POSTED: 01:50 a.m. HST, Aug 10, 2011
MANILA, Philippines >> Two commanders from the Philippines’ largest Muslim rebel group have clashed in a dayslong land feud that has killed at least six combatants and displaced hundreds of villagers in the southern Philippines, officials and the guerrillas said Wednesday.
Von Al Haq, a spokesman for the 11,000-strong Moro Islamic Liberation Front, said one of the group’s commanders, Adzme Kasim, and a rival from a guerrilla faction have been clashing since the weekend, with dozens of their men exchanging gun and mortar fire in Maguindanao province’s Datu Piang town.
More than 300 families have fled from three Datu Piang villages amid the fighting, which eased Wednesday into sporadic exchanges of gunfire as local officials and rebel leaders tried to pacify both sides.
“We’re trying to control the situation,” Al Haq told The Associated Press by telephone. He said government troops, which were standing by four miles (six kilometers) from the fighting, had been warned not to meddle.
Such violent clan conflicts, known locally as “rido,” have long been a nagging security concern in the southern Philippines, which for decades has seen Muslim rebellions pester the resource-rich but impoverished Mindanao region, homeland of minority Muslims in the predominantly Roman Catholic country.
Such conflicts, stoked by large numbers of illegal weapons and weak law enforcement, are usually set off by disputes over land, politics or businesses.
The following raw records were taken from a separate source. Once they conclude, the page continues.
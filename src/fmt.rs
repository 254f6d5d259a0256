//! Logging macros that forward to `defmt` or `log`, whichever feature is enabled.
//! With neither enabled the arguments are only borrowed and discarded.
#![allow(unused_macros)]

macro_rules! trace {
    ($s:literal $(, $x:expr)* $(,)?) => {{
        #[cfg(feature = "defmt")]
        defmt::trace!($s $(, $x)*);
        #[cfg(all(feature = "log", not(feature = "defmt")))]
        log::trace!($s $(, $x)*);
        #[cfg(not(any(feature = "defmt", feature = "log")))]
        let _ = ($( & $x ),*);
    }};
}

macro_rules! debug {
    ($s:literal $(, $x:expr)* $(,)?) => {{
        #[cfg(feature = "defmt")]
        defmt::debug!($s $(, $x)*);
        #[cfg(all(feature = "log", not(feature = "defmt")))]
        log::debug!($s $(, $x)*);
        #[cfg(not(any(feature = "defmt", feature = "log")))]
        let _ = ($( & $x ),*);
    }};
}

macro_rules! info {
    ($s:literal $(, $x:expr)* $(,)?) => {{
        #[cfg(feature = "defmt")]
        defmt::info!($s $(, $x)*);
        #[cfg(all(feature = "log", not(feature = "defmt")))]
        log::info!($s $(, $x)*);
        #[cfg(not(any(feature = "defmt", feature = "log")))]
        let _ = ($( & $x ),*);
    }};
}

macro_rules! warn {
    ($s:literal $(, $x:expr)* $(,)?) => {{
        #[cfg(feature = "defmt")]
        defmt::warn!($s $(, $x)*);
        #[cfg(all(feature = "log", not(feature = "defmt")))]
        log::warn!($s $(, $x)*);
        #[cfg(not(any(feature = "defmt", feature = "log")))]
        let _ = ($( & $x ),*);
    }};
}
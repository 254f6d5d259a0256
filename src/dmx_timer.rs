/// Object to implement access to a one-shot hardware countdown timer.
///
/// The [TimingController] drives it in the order disable, load, enable so a timer
/// that is still counting never fires with a half programmed deadline.
pub trait PhaseTimer {
    /// Stop counting and clear an expiry that is pending but not yet serviced.
    fn disable(&mut self);

    /// Program the countdown in microseconds. Only called while disabled.
    fn load(&mut self, micros: u32);

    /// Start counting down from the loaded value.
    fn enable(&mut self);

    /// Whether the countdown started by the last [PhaseTimer::enable] reached zero.
    fn is_expired(&self) -> bool;
}

impl<T: PhaseTimer + ?Sized> PhaseTimer for &mut T {
    fn disable(&mut self) {
        (**self).disable()
    }

    fn load(&mut self, micros: u32) {
        (**self).load(micros)
    }

    fn enable(&mut self) {
        (**self).enable()
    }

    fn is_expired(&self) -> bool {
        (**self).is_expired()
    }
}

/// What a pending deadline is for. Expiries are dispatched by this tag.
#[derive(Copy, Clone, Debug, Eq, PartialEq)]
#[cfg_attr(feature = "defmt", derive(defmt::Format))]
pub enum TimerPurpose {
    /// End of the break driven by the transmitter.
    Break,
    /// End of the mark-after-break driven by the transmitter.
    MarkAfterBreak,
    /// No break arrived at the receiver in time.
    Watchdog,
}

#[derive(Copy, Clone, Debug, Eq, PartialEq)]
#[cfg_attr(feature = "defmt", derive(defmt::Format))]
pub struct Deadline {
    pub purpose: TimerPurpose,
    pub micros: u32,
}

/// Reprogrammable one-shot timer shared by both state machines.
///
/// Only one deadline is pending at a time. Arming replaces it, which is how the
/// protocol phases are chained from inside an expiry.
pub struct TimingController<T: PhaseTimer> {
    timer: T,
    pending: Option<Deadline>,
}

impl<T: PhaseTimer> TimingController<T> {
    pub fn new(mut timer: T) -> Self {
        timer.disable();

        Self {
            timer,
            pending: None,
        }
    }

    /// Schedule a one-shot expiry in `micros` microseconds. Replaces any pending deadline.
    pub fn arm(&mut self, purpose: TimerPurpose, micros: u32) {
        self.timer.disable();
        self.timer.load(micros);
        self.pending = Some(Deadline { purpose, micros });
        self.timer.enable();
    }

    /// Stop a pending expiry. Does nothing if none is pending.
    pub fn cancel(&mut self) {
        self.timer.disable();
        self.pending = None;
    }

    /// Call this from the timer interrupt. Returns the purpose of the deadline that
    /// elapsed, or `None` if the expiry belongs to a deadline that was cancelled.
    /// An interrupt while the countdown is still running leaves the deadline pending.
    ///
    /// The deadline is consumed. Re-arm from the handler to chain the next phase.
    pub fn expire(&mut self) -> Option<TimerPurpose> {
        if !self.timer.is_expired() {
            trace!("discarding expiry of a running countdown");
            return None;
        }

        self.timer.disable();

        let deadline = self.pending.take();
        if deadline.is_none() {
            trace!("discarding expiry without pending deadline");
        }

        deadline.map(|deadline| deadline.purpose)
    }

    pub fn pending(&self) -> Option<Deadline> {
        self.pending
    }

    /// Get a reference to the underlying timer.
    pub fn get_timer(&mut self) -> &mut T {
        &mut self.timer
    }
}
The government’s chief negotiator, Marvic Leonen, has expressed concern over frequent infighting within the Moro rebel group, saying Wednesday that he hoped guerrilla leaders could show that they can control their men.
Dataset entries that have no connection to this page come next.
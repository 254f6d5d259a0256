use modular_bitfield::bitfield;
use modular_bitfield::prelude::{B4, B8};

/// How the uart is framing the dmx line.
#[derive(Copy, Clone, Debug, Eq, PartialEq)]
#[cfg_attr(feature = "defmt", derive(defmt::Format))]
pub enum LineMode {
    /// The uart is switched off and does not own the tx pin. Used while a break or
    /// mark-after-break is driven by hand.
    Disabled,
    /// 250000 baud, 8 data bits, 2 stop bits, transmit enabled. The transmit empty
    /// interrupt has to fire at the end of transmission, after the stop bits of the
    /// last byte left the shift register, not when the holding register frees up.
    /// The break that follows the last slot takes the pin from the uart.
    Transmit,
    /// 250000 baud, 8 data bits, 2 stop bits, receive enabled with the receive interrupt
    /// and break detection.
    Receive,
}

/// Level of the tx pin while it is driven manually.
#[derive(Copy, Clone, Debug, Eq, PartialEq)]
#[cfg_attr(feature = "defmt", derive(defmt::Format))]
pub enum LineLevel {
    /// Logic low, used for the break.
    Space,
    /// Logic high, used for the mark-after-break and idle.
    Mark,
}

/// One word read from the uart data register. The low byte is the received data, the
/// bits above it are the error flags the peripheral latched for that byte.
#[bitfield]
#[derive(Copy, Clone, Debug, Eq, PartialEq)]
pub struct ReceivedWord {
    pub data: B8,
    pub framing_error: bool,
    pub parity_error: bool,
    pub break_error: bool,
    pub overrun_error: bool,
    #[skip]
    reserved: B4,
}

impl ReceivedWord {
    /// Decode the raw data register value.
    pub fn from_raw(raw: u16) -> Self {
        Self::from_bytes(raw.to_le_bytes())
    }

    /// A plain data byte without any error flag.
    pub fn byte(data: u8) -> Self {
        Self::new().with_data(data)
    }

    /// The word the uart produces when the line was held low for longer than a character.
    pub fn line_break() -> Self {
        Self::new().with_framing_error(true).with_break_error(true)
    }

    /// The dmx break is longer than a character and shows up as a break error or as
    /// a framing error on a zero byte, depending on the peripheral.
    pub fn is_break(&self) -> bool {
        self.break_error() || (self.framing_error() && self.data() == 0)
    }
}

#[cfg(feature = "defmt")]
impl defmt::Format for ReceivedWord {
    fn format(&self, fmt: defmt::Formatter) {
        defmt::write!(
            fmt,
            "{:02X} (fe: {}, be: {})",
            self.data(),
            self.framing_error(),
            self.break_error()
        );
    }
}

/// Object to implement access to the uart and the rs485 line driver.
///
/// Every method is called from interrupt context and must not block.
pub trait DmxUartDriver {
    /// Reconfigure the framing of the uart. Any byte in flight is discarded.
    fn set_mode(&mut self, mode: LineMode);

    /// Drive the tx pin by hand. Only called while the mode is [LineMode::Disabled].
    fn set_line_level(&mut self, level: LineLevel);

    /// Enable or disable the rs485 driver. Disabled means the transceiver listens.
    fn set_driver_enabled(&mut self, enabled: bool);

    /// Hand one byte to the transmitter. The transmit empty interrupt fires once the
    /// byte, stop bits included, was shifted out on the line.
    fn write_byte(&mut self, byte: u8);
}

impl<D: DmxUartDriver + ?Sized> DmxUartDriver for &mut D {
    fn set_mode(&mut self, mode: LineMode) {
        (**self).set_mode(mode)
    }

    fn set_line_level(&mut self, level: LineLevel) {
        (**self).set_line_level(level)
    }

    fn set_driver_enabled(&mut self, enabled: bool) {
        (**self).set_driver_enabled(enabled)
    }

    fn write_byte(&mut self, byte: u8) {
        (**self).write_byte(byte)
    }
}
//! Interrupt driven DMX512 (ANSI E1.11) frame engine for microcontrollers that act
//! either as a controller, transmitting a frame of up to 512 channels over and over,
//! or as a device, receiving frames and exposing a sub-range of channels to local outputs.
//! This library features no-std as well as no-alloc support (no heap allocation).
//!
//! Please refer to the [official specifications](https://tsp.esta.org/) published by the ESTA.
//!
//! The engine never blocks. Break and mark-after-break are timed by a one-shot timer
//! that re-arms itself from its own interrupt, data slots are paced by the transmit
//! empty interrupt of the uart and the receiver is advanced by every received word.
//! The platform glue implements [dmx_uart_driver::DmxUartDriver], [dmx_timer::PhaseTimer]
//! and [config_store::ConfigStore] and forwards its interrupts to the `on_*` methods of
//! [engine::DmxEngine].
//!
//! # Usage
//!
//! ```rust
//! use dmx_engine::config_store::{EngineConfig, MemoryConfigStore};
//! use dmx_engine::dmx_timer::PhaseTimer;
//! use dmx_engine::dmx_uart_driver::{DmxUartDriver, LineLevel, LineMode, ReceivedWord};
//! use dmx_engine::engine::DmxEngine;
//! use dmx_engine::types::{DmxAddress, Role};
//!
//! struct Uart;
//!
//! impl DmxUartDriver for Uart {
//!     fn set_mode(&mut self, _mode: LineMode) {}
//!     fn set_line_level(&mut self, _level: LineLevel) {}
//!     fn set_driver_enabled(&mut self, _enabled: bool) {}
//!     fn write_byte(&mut self, _byte: u8) {}
//! }
//!
//! struct Timer;
//!
//! impl PhaseTimer for Timer {
//!     fn disable(&mut self) {}
//!     fn load(&mut self, _micros: u32) {}
//!     fn enable(&mut self) {}
//!     fn is_expired(&self) -> bool { false }
//! }
//!
//! let store = MemoryConfigStore::with_config(EngineConfig {
//!     role: Role::Device,
//!     device_address: DmxAddress::new(10).unwrap(),
//! });
//! let mut engine = DmxEngine::boot(Uart, Timer, store).unwrap();
//!
//! // What the receive interrupt would do for a frame that starts with 0xFF on slot 1.
//! engine.on_receive(ReceivedWord::line_break());
//! engine.on_receive(ReceivedWord::byte(0x00));
//! engine.on_receive(ReceivedWord::byte(0xFF));
//! assert_eq!(engine.get_channel(1).unwrap(), 0xFF);
//!
//! // Switch to controller and transmit the first three channels continuously.
//! engine.enter_controller_mode().unwrap();
//! engine.set_active_channel_count(3).unwrap();
//! engine.set_channel(2, 128).unwrap();
//! engine.set_continuous(true);
//! ```

#![cfg_attr(not(any(feature = "std", test)), no_std)]
#![cfg_attr(docsrs, feature(doc_cfg))]

#[macro_use]
mod fmt;

pub mod config_store;
pub mod consts;
/// Transmit state machine of the controller role.
pub mod dmx_controller;
/// Receive state machine of the device role.
pub mod dmx_receiver;
/// One-shot timer that sequences the protocol phases.
pub mod dmx_timer;
/// Port to the uart and line driver the engine talks to.
pub mod dmx_uart_driver;
/// The engine aggregate and role switching.
pub mod engine;
pub mod frame_buffer;
mod layouts;
pub mod types;
mod utils;

#[cfg(test)]
mod testing;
A cease-fire monitored by Malaysian-led foreign troops has held between government forces and the rebels, with no clashes reported this year. At least three major clan wars, however, have erupted this year among Moro Islamic Liberation Front fighters, displacing thousands of villagers, Leonen said.
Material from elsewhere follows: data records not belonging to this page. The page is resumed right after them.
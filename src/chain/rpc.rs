use std::str::FromStr;
use std::sync::Arc;

use anyhow::Result as AnyResult;
use async_trait::async_trait;
use solana_client::nonblocking::rpc_client::RpcClient;
use solana_client::rpc_config::RpcSendTransactionConfig;
use solana_commitment_config::{CommitmentConfig, CommitmentLevel};
use solana_sdk::signature::Signature;
use solana_sdk::transaction::VersionedTransaction;
use tracing::{debug, info};

use super::ChainClientError;
use crate::settlement::ports::{ChainClient, FeeEstimator};
use crate::settlement::types::{
    ChainStatus, ChainTransactionStatus, PreflightCommitment, SendOptions,
};

/// 估算优先费时假设的 compute unit 消耗。
pub const ESTIMATED_COMPUTE_UNITS: u64 = 200_000;
const MICRO_LAMPORTS_PER_LAMPORT: u64 = 1_000_000;

#[derive(Clone)]
pub struct RpcChainClient {
    client: Arc<RpcClient>,
}

impl RpcChainClient {
    pub fn new(client: Arc<RpcClient>) -> Self {
        Self { client }
    }

    pub fn rpc(&self) -> &Arc<RpcClient> {
        &self.client
    }

    async fn submit(&self, raw: &[u8], options: SendOptions) -> Result<Signature, ChainClientError> {
        let (tx, _): (VersionedTransaction, usize) =
            bincode::serde::decode_from_slice(raw, bincode::config::legacy())
                .map_err(|err| ChainClientError::Decode(err.to_string()))?;
        let config = RpcSendTransactionConfig {
            skip_preflight: options.skip_preflight,
            preflight_commitment: Some(commitment_level(options.preflight_commitment)),
            ..RpcSendTransactionConfig::default()
        };
        let signature = self
            .client
            .send_transaction_with_config(&tx, config)
            .await?;
        info!(
            target: "chain::rpc",
            signature = %signature,
            endpoint = %self.client.url(),
            skip_preflight = options.skip_preflight,
            "交易已通过 RPC 提交"
        );
        Ok(signature)
    }

    async fn status(&self, signature: &str) -> Result<ChainTransactionStatus, ChainClientError> {
        let signature = Signature::from_str(signature.trim())
            .map_err(|err| ChainClientError::Signature(err.to_string()))?;
        let statuses = self
            .client
            .get_signature_statuses_with_history(&[signature])
            .await?
            .value;

        let Some(status) = statuses.into_iter().next().flatten() else {
            return Ok(ChainTransactionStatus {
                status: ChainStatus::Unknown,
                confirmations: 0,
                err: None,
            });
        };

        // rooted 交易不再返回确认数
        let confirmations = status
            .confirmations
            .and_then(|count| u64::try_from(count).ok())
            .unwrap_or(0);
        let mapped = if let Some(err) = status.err.as_ref() {
            ChainTransactionStatus {
                status: ChainStatus::Failed,
                confirmations,
                err: Some(err.to_string()),
            }
        } else if status.satisfies_commitment(CommitmentConfig::finalized()) {
            ChainTransactionStatus {
                status: ChainStatus::Finalized,
                confirmations,
                err: None,
            }
        } else if status.satisfies_commitment(CommitmentConfig::confirmed()) {
            ChainTransactionStatus {
                status: ChainStatus::Confirmed,
                confirmations,
                err: None,
            }
        } else {
            ChainTransactionStatus {
                status: ChainStatus::Processed,
                confirmations,
                err: None,
            }
        };
        debug!(
            target: "chain::rpc",
            signature = %signature,
            slot = status.slot,
            status = ?mapped.status,
            confirmations,
            "查询交易状态"
        );
        Ok(mapped)
    }
}

#[async_trait]
impl ChainClient for RpcChainClient {
    async fn send_raw_transaction(&self, raw: &[u8], options: SendOptions) -> AnyResult<String> {
        let signature = self.submit(raw, options).await?;
        Ok(signature.to_string())
    }

    async fn get_transaction_status(&self, signature: &str) -> AnyResult<ChainTransactionStatus> {
        Ok(self.status(signature).await?)
    }
}

#[async_trait]
impl FeeEstimator for RpcChainClient {
    async fn estimate_priority_fee_lamports(&self) -> AnyResult<u64> {
        let fees = self
            .client
            .get_recent_prioritization_fees(&[])
            .await
            .map_err(ChainClientError::from)?;
        let micro_lamports_per_cu =
            median(fees.iter().map(|fee| fee.prioritization_fee).collect());
        let lamports = priority_fee_lamports(micro_lamports_per_cu);
        debug!(
            target: "chain::rpc",
            samples = fees.len(),
            micro_lamports_per_cu,
            lamports,
            "估算优先费"
        );
        Ok(lamports)
    }
}

fn commitment_level(commitment: PreflightCommitment) -> CommitmentLevel {
    match commitment {
        PreflightCommitment::Processed => CommitmentLevel::Processed,
        PreflightCommitment::Confirmed => CommitmentLevel::Confirmed,
        PreflightCommitment::Finalized => CommitmentLevel::Finalized,
    }
}

fn median(mut values: Vec<u64>) -> u64 {
    if values.is_empty() {
        return 0;
    }
    values.sort_unstable();
    values[values.len() / 2]
}

fn priority_fee_lamports(micro_lamports_per_cu: u64) -> u64 {
    let total = u128::from(micro_lamports_per_cu) * u128::from(ESTIMATED_COMPUTE_UNITS)
        / u128::from(MICRO_LAMPORTS_PER_LAMPORT);
    u64::try_from(total).unwrap_or(u64::MAX)
}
Al Haq said the two rebel commanders in Datu Piang, about 560 miles southeast of Manila, were contesting ownership of a narrow but fertile piece of land wedged between a vast marshland and a major river.
On Sunday, a rival commander, Abunawas Ebad, attacked a village controlled by Kasim, who then gathered his forces and fought back. Two days later, Ebad captured another nearby village held by Kasim, occupying the village hall and a mosque. Heavy fighting eased Wednesday but snipers from both sides continued firing, the military and rebels said.